A: My mother was from New York, and my father from Virginia.  There are enormous cultural differences between the North and the South in this country, so I grew up walking a tightrope between the two. This upbringing has made me acutely aware of cultural idiosyncrasies as I’ve traveled and lived in other places.  But at the same time, I discovered that people everywhere aren’t really all that different underneath their armor.  In fact, it seems to me that most living creatures contain an essence that is universal, though more active in some creatures than in others.  And that’s what makes metaphors possible.  You can compare one fragment of reality to another because an underlying unity already exists.  So I’m always looking for material I can mine for such metaphors, and that includes scientific discoveries, spiritual systems, and whatever else I come across. Seeing these underlying affinities definitely gives me a boost as I write, because it feeds my hope that what I’m trying to convey will resonate for someone else somewhere, since underneath our differences, we all seem to me to be similar.

Q:America is such a mix of cultures- but the obvious one is North and South- are there others that are currently overlooked based on your experiences in many different US environments over the years?

A:The more closely you focus your microscope, the more uniqueness you discover.  For instance, not only is the North different from the South, East Tennessee, where I grew up, is very different from Middle Tennessee and West Tennessee, at least to those who are really familiar with the regions.  It’s kind of like splitting the atom — you can keep breaking it down into smaller and smaller components forever.  Vermont is different from New Hampshire.  South Carolina is distinct from North Carolina.  And Texas is a world unto itself!

Q: The proliferation of gender possibilities has resulted in a new cultural norm- if it is easier to be different, is it harder to be average?

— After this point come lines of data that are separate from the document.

//! Retry-while-false polling loop

use std::time::Duration;
use tracing::{debug, info, warn};

use crate::clock::{Clock, SystemClock};
use crate::config::PollConfig;
use crate::error::{PollError, PollResult};

const DEFAULT_FAIL_REASON: &str = "the expectation was not met";

/// Result of a single predicate attempt
#[derive(Debug, Clone, PartialEq, Eq)]
pub enum Outcome {
    /// The awaited condition holds; stop polling.
    Stop,
    /// Not there yet; sleep, run the retry action, try again.
    Continue,
    /// Retrying cannot help; fail immediately with this message.
    Abort(String),
}

impl From<bool> for Outcome {
    fn from(met: bool) -> Self {
        if met {
            Outcome::Stop
        } else {
            Outcome::Continue
        }
    }
}

type Predicate<'a> = Box<dyn FnMut() -> PollResult<Outcome> + 'a>;
type RetryAction<'a> = Box<dyn FnMut() -> PollResult<()> + 'a>;

/// Caller-facing knobs shared by every polling helper
#[derive(Debug, Clone, Default)]
pub struct PollOptions {
    /// Total wait budget; falls back to the poller's configured default
    pub timeout: Option<Duration>,
    /// Sleep between attempts; falls back to the poller's configured interval
    pub interval: Option<Duration>,
    /// Replaces the helper's generated failure message
    pub fail_reason: Option<String>,
}

impl PollOptions {
    pub fn new() -> Self {
        Self::default()
    }

    pub fn timeout(mut self, timeout: Duration) -> Self {
        self.timeout = Some(timeout);
        self
    }

    pub fn interval(mut self, interval: Duration) -> Self {
        self.interval = Some(interval);
        self
    }

    pub fn fail_reason(mut self, reason: impl Into<String>) -> Self {
        self.fail_reason = Some(reason.into());
        self
    }
}

/// One polling operation: what to check, what to do between checks, and for how long
pub struct PollSpec<'a> {
    predicate: Predicate<'a>,
    on_retry: Option<RetryAction<'a>>,
    timeout: Option<Duration>,
    interval: Option<Duration>,
    fail_reason: Option<String>,
}

impl<'a> PollSpec<'a> {
    pub fn new<F>(predicate: F) -> Self
    where
        F: FnMut() -> PollResult<Outcome> + 'a,
    {
        Self {
            predicate: Box::new(predicate),
            on_retry: None,
            timeout: None,
            interval: None,
            fail_reason: None,
        }
    }

    /// Poll a plain boolean check
    pub fn from_bool<F>(mut check: F) -> Self
    where
        F: FnMut() -> bool + 'a,
    {
        Self::new(move || Ok(check().into()))
    }

    pub fn on_retry<F>(mut self, action: F) -> Self
    where
        F: FnMut() -> PollResult<()> + 'a,
    {
        self.on_retry = Some(Box::new(action));
        self
    }

    pub fn timeout(mut self, timeout: Duration) -> Self {
        self.timeout = Some(timeout);
        self
    }

    pub fn interval(mut self, interval: Duration) -> Self {
        self.interval = Some(interval);
        self
    }

    pub fn fail_reason(mut self, reason: impl Into<String>) -> Self {
        self.fail_reason = Some(reason.into());
        self
    }

    /// Apply caller options, keeping `default_reason` when none was given
    pub fn with_options(mut self, options: &PollOptions, default_reason: impl Into<String>) -> Self {
        self.timeout = options.timeout.or(self.timeout);
        self.interval = options.interval.or(self.interval);
        self.fail_reason = Some(
            options
                .fail_reason
                .clone()
                .unwrap_or_else(|| default_reason.into()),
        );
        self
    }
}

/// Summary of a successful poll
#[derive(Debug, Clone, Copy, PartialEq, Eq)]
pub struct PollSummary {
    /// Predicate invocations, including the successful one
    pub attempts: usize,
    pub elapsed: Duration,
}

/// Re-evaluates a predicate on a fixed cadence until it holds or the budget runs out.
///
/// The first attempt always runs. After each failed attempt the elapsed time is
/// compared against the timeout; only when it has been exceeded does the poll give
/// up, so the total run time may overshoot the timeout by one interval plus the
/// predicate's own latency.
#[derive(Debug, Clone)]
pub struct Poller<C = SystemClock> {
    default_timeout: Duration,
    default_interval: Duration,
    clock: C,
}

impl Poller<SystemClock> {
    pub fn new(config: &PollConfig) -> PollResult<Self> {
        Self::with_clock(config, SystemClock)
    }
}

impl<C: Clock> Poller<C> {
    pub fn with_clock(config: &PollConfig, clock: C) -> PollResult<Self> {
        Ok(Self {
            default_timeout: config.default_wait()?,
            default_interval: config.interval()?,
            clock,
        })
    }

    pub fn default_timeout(&self) -> Duration {
        self.default_timeout
    }

    pub fn default_interval(&self) -> Duration {
        self.default_interval
    }

    pub fn clock(&self) -> &C {
        &self.clock
    }

    /// Run a poll to completion
    pub fn run(&self, spec: PollSpec<'_>) -> PollResult<PollSummary> {
        let PollSpec {
            mut predicate,
            mut on_retry,
            timeout,
            interval,
            fail_reason,
        } = spec;

        let timeout = timeout.unwrap_or(self.default_timeout);
        let interval = interval.unwrap_or(self.default_interval);
        if interval.is_zero() {
            return Err(PollError::InvalidConfig(
                "poll interval must be greater than zero".to_string(),
            ));
        }

        let start = self.clock.now();
        let mut attempts = 0;

        loop {
            attempts += 1;

            match predicate()? {
                Outcome::Stop => {
                    let elapsed = self.clock.now().saturating_duration_since(start);
                    if attempts > 1 {
                        info!(attempts, elapsed_ms = elapsed.as_millis() as u64, "Condition met");
                    }
                    return Ok(PollSummary { attempts, elapsed });
                }
                Outcome::Abort(reason) => {
                    warn!(attempts, "{}", reason);
                    return Err(PollError::Unrecoverable(reason));
                }
                Outcome::Continue => {}
            }

            let elapsed = self.clock.now().saturating_duration_since(start);
            if elapsed > timeout {
                break;
            }

            debug!(
                attempts,
                elapsed_ms = elapsed.as_millis() as u64,
                "Condition not met, retrying in {:?}",
                interval
            );
            self.clock.sleep(interval);

            if let Some(retry) = on_retry.as_mut() {
                retry()?;
            }
        }

        let elapsed = self.clock.now().saturating_duration_since(start);
        let reason = fail_reason.unwrap_or_else(|| DEFAULT_FAIL_REASON.to_string());
        warn!(attempts, elapsed_ms = elapsed.as_millis() as u64, "Gave up: {}", reason);

        Err(PollError::Timeout {
            timeout,
            elapsed,
            attempts,
            reason,
        })
    }
}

A: Interesting question!  I’m not sure how long respect for gender variation is going to last in this country.  The Department of Health and Human Services in Washington is proposing a legal definition of gender as immutable and based on one’s genitals at birth.  If they’re successful, some of the current gender options may be legislated out of existence and will have to go underground once again.  So I don’t think it’s necessarily going to remain “easier to be different”.   “Average” seems to be regaining its lost ground at quite a pace.

Q: Which Sufi ideas have you found the most useful over the years?

A: All the Sufi ideas have been vitally important to me.  I started reading Idries Shah’s books and the other Octagon Press publications in 1969 and have been reading them ever since — for almost fifty years now!. If I had to pick favorites, mine would be THE SUFIS, WISDOM OF THE IDIOTS, TALES OF THE DERVISHES, and THE SECRET GARDEN by Shabistari.  I don’t know exactly why these are my favorites, but they’re the ones I return to most often.